§ **What to produce**
The entries that follow should be duplicated in full, without a single alteration.

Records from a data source
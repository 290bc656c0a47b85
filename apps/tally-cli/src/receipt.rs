//! # Receipt Rendering
//!
//! Turns an [`OrderResult`] into the text receipt or JSON document printed
//! at the end of a run.
//!
//! ## Text Layout
//! ```text
//! Order Details:
//! Product A - Quantity: 5, Gift Wrap: No, Total: $100.00
//! Product B - Quantity: 3, Gift Wrap: Yes, Total: $120.00
//! Product C - Quantity: 0, Gift Wrap: No, Total: $0.00
//!
//! Subtotal: $220.00
//! flat_10_discount Applied - Discount Amount: $10.00
//! Discounted Subtotal: $210.00
//! Gift Wrap Fee: $1.00
//! Shipping Fee: $5.00 (1 package)
//! Total: $216.00
//! ```

use std::io::Write;

use tally_core::{Cart, Catalog, OrderResult};

use crate::error::AppResult;

/// Writes the human-readable receipt.
pub fn render_receipt<W: Write>(
    out: &mut W,
    order: &OrderResult,
    cart: &Cart,
    catalog: &Catalog,
) -> AppResult<()> {
    writeln!(out)?;
    writeln!(out, "Order Details:")?;

    for line in cart.iter() {
        let price = catalog.require_price(&line.product)?;
        writeln!(
            out,
            "{} - Quantity: {}, Gift Wrap: {}, Total: {}",
            line.product,
            line.quantity,
            if line.gift_wrapped { "Yes" } else { "No" },
            line.line_total(price)
        )?;
    }

    writeln!(out)?;
    writeln!(out, "Subtotal: {}", order.subtotal)?;
    writeln!(
        out,
        "{} Applied - Discount Amount: {}",
        order.discount_name(),
        order.discount_amount()
    )?;
    writeln!(out, "Discounted Subtotal: {}", order.discounted_subtotal)?;
    writeln!(out, "Gift Wrap Fee: {}", order.gift_wrap_fee)?;
    writeln!(
        out,
        "Shipping Fee: {} ({} {})",
        order.shipping_fee,
        order.packages,
        if order.packages == 1 { "package" } else { "packages" }
    )?;
    writeln!(out, "Total: {}", order.total)?;

    Ok(())
}

/// Writes the order as pretty-printed JSON (amounts in cents).
pub fn render_json<W: Write>(out: &mut W, order: &OrderResult) -> AppResult<()> {
    serde_json::to_writer_pretty(&mut *out, order)?;
    writeln!(out)?;
    Ok(())
}

#[cfg(test)]
mod tests {
    use super::*;
    use tally_core::{compute_order, Money, Product};

    fn catalog() -> Catalog {
        Catalog::new(vec![
            Product::new("Product A", Money::from_dollars(20)),
            Product::new("Product B", Money::from_dollars(40)),
            Product::new("Product C", Money::from_dollars(50)),
        ])
        .unwrap()
    }

    fn scenario_a() -> (Cart, OrderResult) {
        let mut cart = Cart::new();
        cart.set_line("Product A", 5, false).unwrap();
        cart.set_line("Product B", 3, true).unwrap();
        cart.set_line("Product C", 0, false).unwrap();
        let order = compute_order(
            &cart,
            Money::from_dollars(1),
            Money::from_dollars(5),
            &catalog(),
        )
        .unwrap();
        (cart, order)
    }

    #[test]
    fn test_text_receipt() {
        let (cart, order) = scenario_a();
        let mut out = Vec::new();
        render_receipt(&mut out, &order, &cart, &catalog()).unwrap();

        let expected = "\nOrder Details:\n\
            Product A - Quantity: 5, Gift Wrap: No, Total: $100.00\n\
            Product B - Quantity: 3, Gift Wrap: Yes, Total: $120.00\n\
            Product C - Quantity: 0, Gift Wrap: No, Total: $0.00\n\
            \n\
            Subtotal: $220.00\n\
            flat_10_discount Applied - Discount Amount: $10.00\n\
            Discounted Subtotal: $210.00\n\
            Gift Wrap Fee: $1.00\n\
            Shipping Fee: $5.00 (1 package)\n\
            Total: $216.00\n";
        assert_eq!(String::from_utf8(out).unwrap(), expected);
    }

    #[test]
    fn test_plural_packages() {
        let mut cart = Cart::new();
        cart.set_line("Product A", 25, false).unwrap();
        let order = compute_order(
            &cart,
            Money::from_dollars(1),
            Money::from_dollars(5),
            &catalog(),
        )
        .unwrap();

        let mut out = Vec::new();
        render_receipt(&mut out, &order, &cart, &catalog()).unwrap();
        let text = String::from_utf8(out).unwrap();

        assert!(text.contains("tiered_50_discount Applied - Discount Amount: $100.00\n"));
        assert!(text.contains("Shipping Fee: $15.00 (3 packages)\n"));
        assert!(text.ends_with("Total: $415.00\n"));
    }

    #[test]
    fn test_json_output() {
        let (_, order) = scenario_a();
        let mut out = Vec::new();
        render_json(&mut out, &order).unwrap();

        let value: serde_json::Value = serde_json::from_slice(&out).unwrap();
        assert_eq!(value["discount"]["rule"], "flat_10_discount");
        assert_eq!(value["total"], 21600);
        assert_eq!(value["wrapped_lines"], 1);
    }
}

§ **Exercise result**
repository 290bc656c0a47b85
filename apps/tally-cli/src/receipt.rs
//! # Receipt Rendering
//!
//! Turns an [`OrderResult`] into the text receipt or JSON document printed
//! at the end of a run.
//!
//! ## Text Layout
//! ```text
//! Order Details:
//! Product A - Quantity: 5, Gift Wrap: No, Total: $100.00
//! Product B - Quantity: 3, Gift Wrap: Yes, Total: $120.00
//! Product C - Quantity: 0, Gift Wrap: No, Total: $0.00
//!
//! Subtotal: $220.00
//! flat_10_discount Applied - Discount Amount: $10.00
//! Discounted Subtotal: $210.00
//! Gift Wrap Fee: $1.00
//! Shipping Fee: $5.00 (1 package)
//! Total: $216.00
//! ```

use std::io::Write;

use tally_core::{Cart, Catalog, OrderResult};

use crate::error::AppResult;

/// Writes the human-readable receipt.
pub fn render_receipt<W: Write>(
    out: &mut W,
    order: &OrderResult,
    cart: &Cart,
    catalog: &Catalog,
) -> AppResult<()> {
    writeln!(out)?;
    writeln!(out, "Order Details:")?;

    for line in cart.iter() {
        let price = catalog.require_price(&line.product)?;
        writeln!(
            out,
            "{} - Quantity: {}, Gift Wrap: {}, Total: {}",
            line.product,
            line.quantity,
            if line.gift_wrapped { "Yes" } else { "No" },
            line.line_total(price)
        )?;
    }

    writeln!(out)?;
    writeln!(out, "Subtotal: {}", order.subtotal)?;
    writeln!(
        out,
        "{} Applied - Discount Amount: {}",
        order.discount_name(),
        order.discount_amount()
    )?;
    writeln!(out, "Discounted Subtotal: {}", order.discounted_subtotal)?;
    writeln!(out, "Gift Wrap Fee: {}", order.gift_wrap_fee)?;
    writeln!(
        out,
        "Shipping Fee: {} ({} {})",
        order.shipping_fee,
        order.packages,
        if order.packages == 1 { "package" } else { "packages" }
    )?;
    writeln!(out, "Total: {}", order.total)?;

    Ok(())
}

/// Writes the order as pretty-printed JSON (amounts in cents).
pub fn render_json<W: Write>(out: &mut W, order: &OrderResult) -> AppResult<()> {
    serde_json::to_writer_pretty(&mut *out, order)?;
    writeln!(out)?;
    Ok(())
}

#[cfg(test)]
mod tests {
    use super::*;
    use tally_core::{compute_order, Money, Product};

    fn catalog() -> Catalog {
        Catalog::new(vec![
            Product::new("Product A", Money::from_dollars(20)),
            Product::new("Product B", Money::from_dollars(40)),
            Product::new("Product C", Money::from_dollars(50)),
        ])
        .unwrap()
    }

    fn scenario_a() -> (Cart, OrderResult) {
        let mut cart = Cart::new();
        cart.set_line("Product A", 5, false).unwrap();
        cart.set_line("Product B", 3, true).unwrap();
        cart.set_line("Product C", 0, false).unwrap();
        let order = compute_order(
            &cart,
            Money::from_dollars(1),
            Money::from_dollars(5),
            &catalog(),
        )
        .unwrap();
        (cart, order)
    }

    #[test]
    fn test_text_receipt() {
        let (cart, order) = scenario_a();
        let mut out = Vec::new();
        render_receipt(&mut out, &order, &cart, &catalog()).unwrap();

        let expected = "\nOrder Details:\n\
            Product A - Quantity: 5, Gift Wrap: No, Total: $100.00\n\
            Product B - Quantity: 3, Gift Wrap: Yes, Total: $120.00\n\
            Product C - Quantity: 0, Gift Wrap: No, Total: $0.00\n\
            \n\
            Subtotal: $220.00\n\
            flat_10_discount Applied - Discount Amount: $10.00\n\
            Discounted Subtotal: $210.00\n\
            Gift Wrap Fee: $1.00\n\
            Shipping Fee: $5.00 (1 package)\n\
            Total: $216.00\n";
        assert_eq!(String::from_utf8(out).unwrap(), expected);
    }

    #[test]
    fn test_plural_packages() {
        let mut cart = Cart::new();
        cart.set_line("Product A", 25, false).unwrap();
        let order = compute_order(
            &cart,
            Money::from_dollars(1),
            Money::from_dollars(5),
            &catalog(),
        )
        .unwrap();

        let mut out = Vec::new();
        render_receipt(&mut out, &order, &cart, &catalog()).unwrap();
        let text = String::from_utf8(out).unwrap();

        assert!(text.contains("tiered_50_discount Applied - Discount Amount: $100.00\n"));
        assert!(text.contains("Shipping Fee: $15.00 (3 packages)\n"));
        assert!(text.ends_with("Total: $415.00\n"));
    }

    #[test]
    fn test_json_output() {
        let (_, order) = scenario_a();
        let mut out = Vec::new();
        render_json(&mut out, &order).unwrap();

        let value: serde_json::Value = serde_json::from_slice(&out).unwrap();
        assert_eq!(value["discount"]["rule"], "flat_10_discount");
        assert_eq!(value["total"], 21600);
        assert_eq!(value["wrapped_lines"], 1);
    }
}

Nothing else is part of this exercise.